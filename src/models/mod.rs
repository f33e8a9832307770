pub mod auth;
pub mod client;
pub mod inventory;
pub mod product;
pub mod auth;
pub mod clients;
pub mod inventory;
pub mod pages;
pub mod products;
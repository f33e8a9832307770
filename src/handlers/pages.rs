// src/handlers/pages.rs

use axum::{Json, response::IntoResponse};
use axum_extra::extract::cookie::CookieJar;
use serde_json::json;

use crate::{common::flash::take_flash, models::auth::SesionUsuario};

// GET / (protegida) — payload da página inicial
pub async fn index(session: SesionUsuario, jar: CookieJar) -> impl IntoResponse {
    let (flash, jar) = take_flash(jar);
    (jar, Json(json!({ "username": session.username, "flash": flash })))
}

// GET /about (pública)
pub async fn about() -> impl IntoResponse {
    Json(json!({
        "titulo": "Sobre",
        "descricao": "Gestão de produtos, clientes e inventário.",
    }))
}
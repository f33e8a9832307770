// src/models/product.rs

use chrono::{DateTime, Utc};
use rust_decimal::Decimal;
use serde::Serialize;
use sqlx::FromRow;

// Linha da tabela 'productos'. Os nomes dos campos seguem as colunas do
// schema externo para o FromRow mapear direto.
#[derive(Debug, Clone, Serialize, FromRow)]
pub struct Producto {
    pub id: i64,
    pub nombre: String,
    pub descripcion: Option<String>,
    pub precio: Decimal,
    pub categoria: Option<String>,
    pub fecha_creacion: DateTime<Utc>,
}
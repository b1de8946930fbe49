//! Cleaning and feature engineering for used-car listing tables.
//!
//! This crate turns a raw, scraped listings [`DataFrame`](polars::prelude::DataFrame)
//! into a numeric, model-ready table:
//!
//! - **filter**: drop rows with empty strings or zero-valued required fields
//! - **normalize**: coerce price, registration year and mileage to `Int64`
//! - **extra**: expand the free-text equipment column into indicator columns
//! - **encode**: one-hot encode the top-K values of categorical columns
//! - **pipeline**: run the stages in order from [`CleaningOptions`]

pub mod encode;
pub mod error;
pub mod extra;
pub mod filter;
pub mod normalize;
pub mod options;
pub mod pipeline;
pub mod values;

pub use encode::{
    CategoryBucket, CategoryCount, TopCategories, one_hot_encode_top_k, rank_categories,
};
pub use error::{CleanError, Result, Stage};
pub use extra::{Vocabulary, discover_vocabulary, expand_extra_features};
pub use filter::{drop_empty_rows, drop_zero_rows};
pub use normalize::normalize_integer_columns;
pub use options::{CleaningOptions, DEFAULT_EXTRA_COLUMN, TopCategorySpec};
pub use pipeline::{CleanOutcome, CleanSummary, CleaningPipeline, EncodedColumn, clean_listings};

== == ==

Task requirements = Each entry above should be restated exactly as supplied.

Response for this exercise =
filename src/models/mod.rs
repository f33e8a9832307770
pub mod auth;
pub mod client;
pub mod inventory;
pub mod product;
pub mod auth;
pub mod clients;
pub mod inventory;
pub mod pages;
pub mod products;
repository f33e8a9832307770
filename src/handlers/pages.rs
// src/handlers/pages.rs

use axum::{Json, response::IntoResponse};
use axum_extra::extract::cookie::CookieJar;
use serde_json::json;

use crate::{common::flash::take_flash, models::auth::SesionUsuario};

// GET / (protegida) — payload da página inicial
pub async fn index(session: SesionUsuario, jar: CookieJar) -> impl IntoResponse {
    let (flash, jar) = take_flash(jar);
    (jar, Json(json!({ "username": session.username, "flash": flash })))
}

// GET /about (pública)
pub async fn about() -> impl IntoResponse {
    Json(json!({
        "titulo": "Sobre",
        "descricao": "Gestão de produtos, clientes e inventário.",
    }))
}
repository f33e8a9832307770
// src/models/product.rs

use chrono::{DateTime, Utc};
use rust_decimal::Decimal;
use serde::Serialize;
use sqlx::FromRow;

// Linha da tabela 'productos'. Os nomes dos campos seguem as colunas do
// schema externo para o FromRow mapear direto.
#[derive(Debug, Clone, Serialize, FromRow)]
pub struct Producto {
    pub id: i64,
    pub nombre: String,
    pub descripcion: Option<String>,
    pub precio: Decimal,
    pub categoria: Option<String>,
    pub fecha_creacion: DateTime<Utc>,
}
repository b1de8946930fbe49
//! Cleaning and feature engineering for used-car listing tables.
//!
//! This crate turns a raw, scraped listings [`DataFrame`](polars::prelude::DataFrame)
//! into a numeric, model-ready table:
//!
//! - **filter**: drop rows with empty strings or zero-valued required fields
//! - **normalize**: coerce price, registration year and mileage to `Int64`
//! - **extra**: expand the free-text equipment column into indicator columns
//! - **encode**: one-hot encode the top-K values of categorical columns
//! - **pipeline**: run the stages in order from [`CleaningOptions`]

pub mod encode;
pub mod error;
pub mod extra;
pub mod filter;
pub mod normalize;
pub mod options;
pub mod pipeline;
pub mod values;

pub use encode::{
    CategoryBucket, CategoryCount, TopCategories, one_hot_encode_top_k, rank_categories,
};
pub use error::{CleanError, Result, Stage};
pub use extra::{Vocabulary, discover_vocabulary, expand_extra_features};
pub use filter::{drop_empty_rows, drop_zero_rows};
pub use normalize::normalize_integer_columns;
pub use options::{CleaningOptions, DEFAULT_EXTRA_COLUMN, TopCategorySpec};
pub use pipeline::{CleanOutcome, CleanSummary, CleaningPipeline, EncodedColumn, clean_listings};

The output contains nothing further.